▶ **AVAILABLE DATA**

┄┄┄┄┄┄┄┄┄┄┄┄┄┄┄┄┄┄┄┄

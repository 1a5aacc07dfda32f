//! Push-to-talk capture session
//!
//! Governs the microphone lifecycle for one briefing session:
//! `idle -> requesting_permission -> ready -> recording -> processing -> (ready | error)`.
//! While recording, 100 ms chunks are forwarded to the transcription
//! channel; outside of recording, chunks from the device are discarded so
//! a new cycle always starts from an empty buffer.

use crate::audio::{self, AudioChunk, MicrophoneError, MicrophoneHandle};
use crate::channel::{ChannelError, ClientMessage, TranscriptionChannel};
use async_trait::async_trait;
use std::sync::atomic::{AtomicBool, AtomicU64, Ordering};
use std::sync::Arc;
use tokio::sync::mpsc;
use tracing::{debug, info, warn};

/// Capture session lifecycle states
#[derive(Debug, Clone, Copy, PartialEq, Eq)]
pub enum CaptureState {
    Idle,
    RequestingPermission,
    Ready,
    Recording,
    Processing,
    Error,
}

/// Why a capture session entered the error state
#[derive(Debug, Clone, Copy, PartialEq, Eq)]
pub enum CaptureErrorReason {
    /// The OS refused microphone access; the caller must re-invoke
    /// `initialize()` after the user grants consent
    PermissionDenied,
    /// Capture is unavailable in this environment; no retry
    NotSupported,
}

/// Outbound sink for capture control frames and audio chunks
///
/// The production sink is the transcription channel; tests substitute a
/// recording mock.
#[async_trait]
pub trait ChunkSink: Send + Sync {
    async fn send_control(&self, msg: ClientMessage) -> Result<(), ChannelError>;
    async fn send_audio(&self, chunk: &AudioChunk) -> Result<(), ChannelError>;
}

#[async_trait]
impl ChunkSink for TranscriptionChannel {
    async fn send_control(&self, msg: ClientMessage) -> Result<(), ChannelError> {
        self.send(msg).await
    }

    async fn send_audio(&self, chunk: &AudioChunk) -> Result<(), ChannelError> {
        TranscriptionChannel::send_audio(self, chunk).await
    }
}

type MicOpener = fn() -> Result<(MicrophoneHandle, mpsc::Receiver<AudioChunk>), MicrophoneError>;

/// Push-to-talk capture session
pub struct AudioCaptureSession {
    state: CaptureState,
    error_reason: Option<CaptureErrorReason>,
    mic: Option<MicrophoneHandle>,
    forwarder: Option<tokio::task::JoinHandle<()>>,
    /// Gate read by the forwarder task; chunks are dropped while false
    forwarding: Arc<AtomicBool>,
    /// Chunks forwarded during the current recording cycle
    chunks_sent: Arc<AtomicU64>,
    sink: Arc<dyn ChunkSink>,
    open_mic: MicOpener,
}

impl AudioCaptureSession {
    /// Create a capture session that streams into the given sink
    pub fn new(sink: Arc<dyn ChunkSink>) -> Self {
        Self::with_mic_opener(sink, audio::open_microphone)
    }

    pub(crate) fn with_mic_opener(sink: Arc<dyn ChunkSink>, open_mic: MicOpener) -> Self {
        Self {
            state: CaptureState::Idle,
            error_reason: None,
            mic: None,
            forwarder: None,
            forwarding: Arc::new(AtomicBool::new(false)),
            chunks_sent: Arc::new(AtomicU64::new(0)),
            sink,
            open_mic,
        }
    }

    /// Current lifecycle state
    pub fn state(&self) -> CaptureState {
        self.state
    }

    /// Error reason, if the session is in the error state
    pub fn error_reason(&self) -> Option<CaptureErrorReason> {
        self.error_reason
    }

    /// Chunks forwarded during the current recording cycle
    pub fn chunk_count(&self) -> u64 {
        self.chunks_sent.load(Ordering::SeqCst)
    }

    /// Request microphone access and spawn the chunk forwarder
    ///
    /// Valid from `idle` or `error` (explicit retry after consent).
    /// Denial transitions to `error` and never auto-retries.
    pub fn initialize(&mut self) -> CaptureState {
        match self.state {
            CaptureState::Idle | CaptureState::Error => {}
            _ => {
                debug!(state = ?self.state, "initialize ignored");
                return self.state;
            }
        }

        self.state = CaptureState::RequestingPermission;
        self.error_reason = None;

        match (self.open_mic)() {
            Ok((mic, chunk_rx)) => {
                self.mic = Some(mic);
                self.forwarding.store(false, Ordering::SeqCst);
                self.forwarder = Some(spawn_forwarder(
                    chunk_rx,
                    self.sink.clone(),
                    self.forwarding.clone(),
                    self.chunks_sent.clone(),
                ));
                self.state = CaptureState::Ready;
                info!("Capture session ready");
            }
            Err(e) => {
                let reason = if e.is_permission_denied() {
                    CaptureErrorReason::PermissionDenied
                } else {
                    CaptureErrorReason::NotSupported
                };
                warn!(reason = ?reason, "Microphone unavailable: {}", e);
                self.error_reason = Some(reason);
                self.state = CaptureState::Error;
            }
        }
        self.state
    }

    /// Begin a recording cycle
    ///
    /// Only valid from `ready`; a no-op from any other state. Clears the
    /// chunk counter and opens the gate so live chunks flow to the sink.
    pub async fn start_recording(&mut self) {
        if self.state != CaptureState::Ready {
            debug!(state = ?self.state, "start_recording ignored");
            return;
        }
        self.chunks_sent.store(0, Ordering::SeqCst);
        if let Err(e) = self.sink.send_control(ClientMessage::StartRecording).await {
            warn!("Failed to send start_recording: {}", e);
            return;
        }
        self.forwarding.store(true, Ordering::SeqCst);
        self.state = CaptureState::Recording;
        info!("Recording started");
    }

    /// Finalize the recording cycle and wait for transcription
    ///
    /// Transitions to `processing`; the caller returns the session to
    /// `ready` via [`cycle_finished`](Self::cycle_finished) once a
    /// terminal inbound event arrives.
    pub async fn stop_recording(&mut self) {
        if self.state != CaptureState::Recording {
            debug!(state = ?self.state, "stop_recording ignored");
            return;
        }
        self.forwarding.store(false, Ordering::SeqCst);
        if let Err(e) = self.sink.send_control(ClientMessage::EndRecording).await {
            warn!("Failed to send end_recording: {}", e);
        }
        self.state = CaptureState::Processing;
        info!(
            chunks = self.chunks_sent.load(Ordering::SeqCst),
            "Recording finalized"
        );
    }

    /// Discard the recording cycle without transcribing
    ///
    /// Valid from `recording` or `processing`; returns directly to `ready`.
    pub async fn cancel_recording(&mut self) {
        match self.state {
            CaptureState::Recording | CaptureState::Processing => {}
            _ => {
                debug!(state = ?self.state, "cancel_recording ignored");
                return;
            }
        }
        self.forwarding.store(false, Ordering::SeqCst);
        if let Err(e) = self.sink.send_control(ClientMessage::CancelRecording).await {
            warn!("Failed to send cancel_recording: {}", e);
        }
        self.state = CaptureState::Ready;
        info!("Recording canceled");
    }

    /// Mark the current cycle complete after a terminal inbound event
    pub fn cycle_finished(&mut self) {
        if self.state == CaptureState::Processing {
            self.state = CaptureState::Ready;
        }
    }

    /// Terminal operation: stop any recording, release the microphone
    ///
    /// Safe to call from any state, including repeatedly.
    pub fn disconnect(&mut self) {
        self.forwarding.store(false, Ordering::SeqCst);
        if let Some(forwarder) = self.forwarder.take() {
            forwarder.abort();
        }
        if let Some(mut mic) = self.mic.take() {
            mic.stop();
        }
        if self.state != CaptureState::Idle {
            info!("Capture session disconnected");
        }
        self.state = CaptureState::Idle;
        self.error_reason = None;
    }
}

impl Drop for AudioCaptureSession {
    fn drop(&mut self) {
        self.disconnect();
    }
}

/// Forward microphone chunks to the sink while the gate is open
fn spawn_forwarder(
    mut chunk_rx: mpsc::Receiver<AudioChunk>,
    sink: Arc<dyn ChunkSink>,
    forwarding: Arc<AtomicBool>,
    chunks_sent: Arc<AtomicU64>,
) -> tokio::task::JoinHandle<()> {
    tokio::spawn(async move {
        debug!("Chunk forwarder started");
        while let Some(chunk) = chunk_rx.recv().await {
            if !forwarding.load(Ordering::SeqCst) {
                continue;
            }
            match sink.send_audio(&chunk).await {
                Ok(()) => {
                    let n = chunks_sent.fetch_add(1, Ordering::SeqCst) + 1;
                    if n == 1 || n % 50 == 0 {
                        debug!(
                            "Forwarded chunk #{} ({:.0}ms of audio)",
                            n,
                            n as f64 * chunk.duration_ms()
                        );
                    }
                }
                Err(e) => {
                    warn!("Failed to forward audio chunk: {}", e);
                    break;
                }
            }
        }
        debug!("Chunk forwarder exiting");
    })
}

#[cfg(test)]
mod tests {
    use super::*;
    use std::sync::Mutex;

    struct MockSink {
        controls: Mutex<Vec<String>>,
        audio_count: AtomicU64,
    }

    impl MockSink {
        fn new() -> Arc<Self> {
            Arc::new(Self {
                controls: Mutex::new(Vec::new()),
                audio_count: AtomicU64::new(0),
            })
        }

        fn controls(&self) -> Vec<String> {
            self.controls.lock().unwrap().clone()
        }
    }

    #[async_trait]
    impl ChunkSink for MockSink {
        async fn send_control(&self, msg: ClientMessage) -> Result<(), ChannelError> {
            let kind = match msg {
                ClientMessage::StartRecording => "start_recording",
                ClientMessage::AudioChunk { .. } => "audio_chunk",
                ClientMessage::EndRecording => "end_recording",
                ClientMessage::CancelRecording => "cancel_recording",
                ClientMessage::KeepAlive => "keep_alive",
            };
            self.controls.lock().unwrap().push(kind.to_string());
            Ok(())
        }

        async fn send_audio(&self, _chunk: &AudioChunk) -> Result<(), ChannelError> {
            self.audio_count.fetch_add(1, Ordering::SeqCst);
            Ok(())
        }
    }

    fn fake_mic() -> Result<(MicrophoneHandle, mpsc::Receiver<AudioChunk>), MicrophoneError> {
        let (_tx, rx) = mpsc::channel(8);
        // Leak the sender side through the handle's flag only; tests that
        // need live chunks construct their own channel.
        std::mem::forget(_tx);
        Ok((
            MicrophoneHandle {
                is_capturing: Arc::new(AtomicBool::new(true)),
                thread_handle: None,
            },
            rx,
        ))
    }

    fn denied_mic() -> Result<(MicrophoneHandle, mpsc::Receiver<AudioChunk>), MicrophoneError> {
        Err(MicrophoneError::NoInputDevice)
    }

    #[tokio::test]
    async fn test_full_cycle_transitions() {
        let sink = MockSink::new();
        let mut session = AudioCaptureSession::with_mic_opener(sink.clone(), fake_mic);
        assert_eq!(session.state(), CaptureState::Idle);

        assert_eq!(session.initialize(), CaptureState::Ready);

        session.start_recording().await;
        assert_eq!(session.state(), CaptureState::Recording);

        session.stop_recording().await;
        assert_eq!(session.state(), CaptureState::Processing);

        session.cycle_finished();
        assert_eq!(session.state(), CaptureState::Ready);

        assert_eq!(sink.controls(), vec!["start_recording", "end_recording"]);
    }

    #[tokio::test]
    async fn test_denied_initialize_is_terminal() {
        let sink = MockSink::new();
        let mut session = AudioCaptureSession::with_mic_opener(sink.clone(), denied_mic);

        assert_eq!(session.initialize(), CaptureState::Error);
        assert_eq!(
            session.error_reason(),
            Some(CaptureErrorReason::NotSupported)
        );

        // start_recording in error state must not transition or send
        session.start_recording().await;
        assert_eq!(session.state(), CaptureState::Error);
        assert!(sink.controls().is_empty());
    }

    #[tokio::test]
    async fn test_cancel_returns_to_ready_without_finalizing() {
        let sink = MockSink::new();
        let mut session = AudioCaptureSession::with_mic_opener(sink.clone(), fake_mic);
        session.initialize();
        session.start_recording().await;

        session.cancel_recording().await;
        assert_eq!(session.state(), CaptureState::Ready);
        assert_eq!(sink.controls(), vec!["start_recording", "cancel_recording"]);
    }

    #[tokio::test]
    async fn test_disconnect_from_any_state() {
        let sink = MockSink::new();
        let mut session = AudioCaptureSession::with_mic_opener(sink.clone(), fake_mic);
        session.disconnect();
        assert_eq!(session.state(), CaptureState::Idle);

        session.initialize();
        session.start_recording().await;
        session.disconnect();
        assert_eq!(session.state(), CaptureState::Idle);

        // Idempotent
        session.disconnect();
        assert_eq!(session.state(), CaptureState::Idle);
    }

    #[tokio::test]
    async fn test_start_recording_only_from_ready() {
        let sink = MockSink::new();
        let mut session = AudioCaptureSession::with_mic_opener(sink.clone(), fake_mic);

        // idle: no-op
        session.start_recording().await;
        assert_eq!(session.state(), CaptureState::Idle);

        session.initialize();
        session.start_recording().await;
        // recording: second start is a no-op
        session.start_recording().await;
        assert_eq!(session.state(), CaptureState::Recording);
        assert_eq!(sink.controls(), vec!["start_recording"]);
    }

    #[tokio::test]
    async fn test_forwarder_gates_on_recording() {
        let sink = MockSink::new();
        let forwarding = Arc::new(AtomicBool::new(false));
        let counter = Arc::new(AtomicU64::new(0));
        let (tx, rx) = mpsc::channel(8);

        let handle = spawn_forwarder(rx, sink.clone(), forwarding.clone(), counter.clone());

        let chunk = AudioChunk {
            samples: vec![0; 1600],
            sample_rate: 16000,
        };

        // Gate closed: chunk discarded
        tx.send(chunk.clone()).await.unwrap();
        tokio::task::yield_now().await;

        forwarding.store(true, Ordering::SeqCst);
        tx.send(chunk.clone()).await.unwrap();
        tx.send(chunk).await.unwrap();
        drop(tx);
        let _ = handle.await;

        assert_eq!(counter.load(Ordering::SeqCst), 2);
    }
}
//! Node-free chains backed by alloy's mocked transport.
//!
//! Responses are served in the order they are pushed, one per JSON-RPC
//! request.

use alloy::{
    primitives::{Bytes, U256},
    providers::{DynProvider, Provider, ProviderBuilder},
    sol_types::SolValue,
    transports::mock::Asserter,
};
use nftmarket_fork::ForkedChain;

/// Create a [`ForkedChain`] whose requests are answered by the returned
/// [`Asserter`].
pub fn mocked_chain() -> (ForkedChain<DynProvider>, Asserter) {
    let asserter = Asserter::new();
    let provider = ProviderBuilder::new().connect_mocked_client(asserter.clone()).erased();
    (ForkedChain::new(provider), asserter)
}

/// Answer the next `eth_getBalance`.
pub fn push_balance(asserter: &Asserter, balance: U256) {
    asserter.push_success(&balance);
}

/// Answer the next `anvil_*` request, which returns nothing.
pub fn push_anvil_ok(asserter: &Asserter) {
    asserter.push_success(&());
}

/// Answer the next `eth_call` with the ABI encoding of `output`.
pub fn push_call_output<T: SolValue>(asserter: &Asserter, output: T) {
    asserter.push_success(&Bytes::from(output.abi_encode()));
}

┄┄┄┄┄┄┄┄┄┄┄┄┄┄┄┄┄┄┄┄

▶ **INSTRUCTIONS TO FOLLOW**
The total, and nothing more: how many lines in the entries contain "unavailable"?

▶ **EXERCISE RESPONSE**
2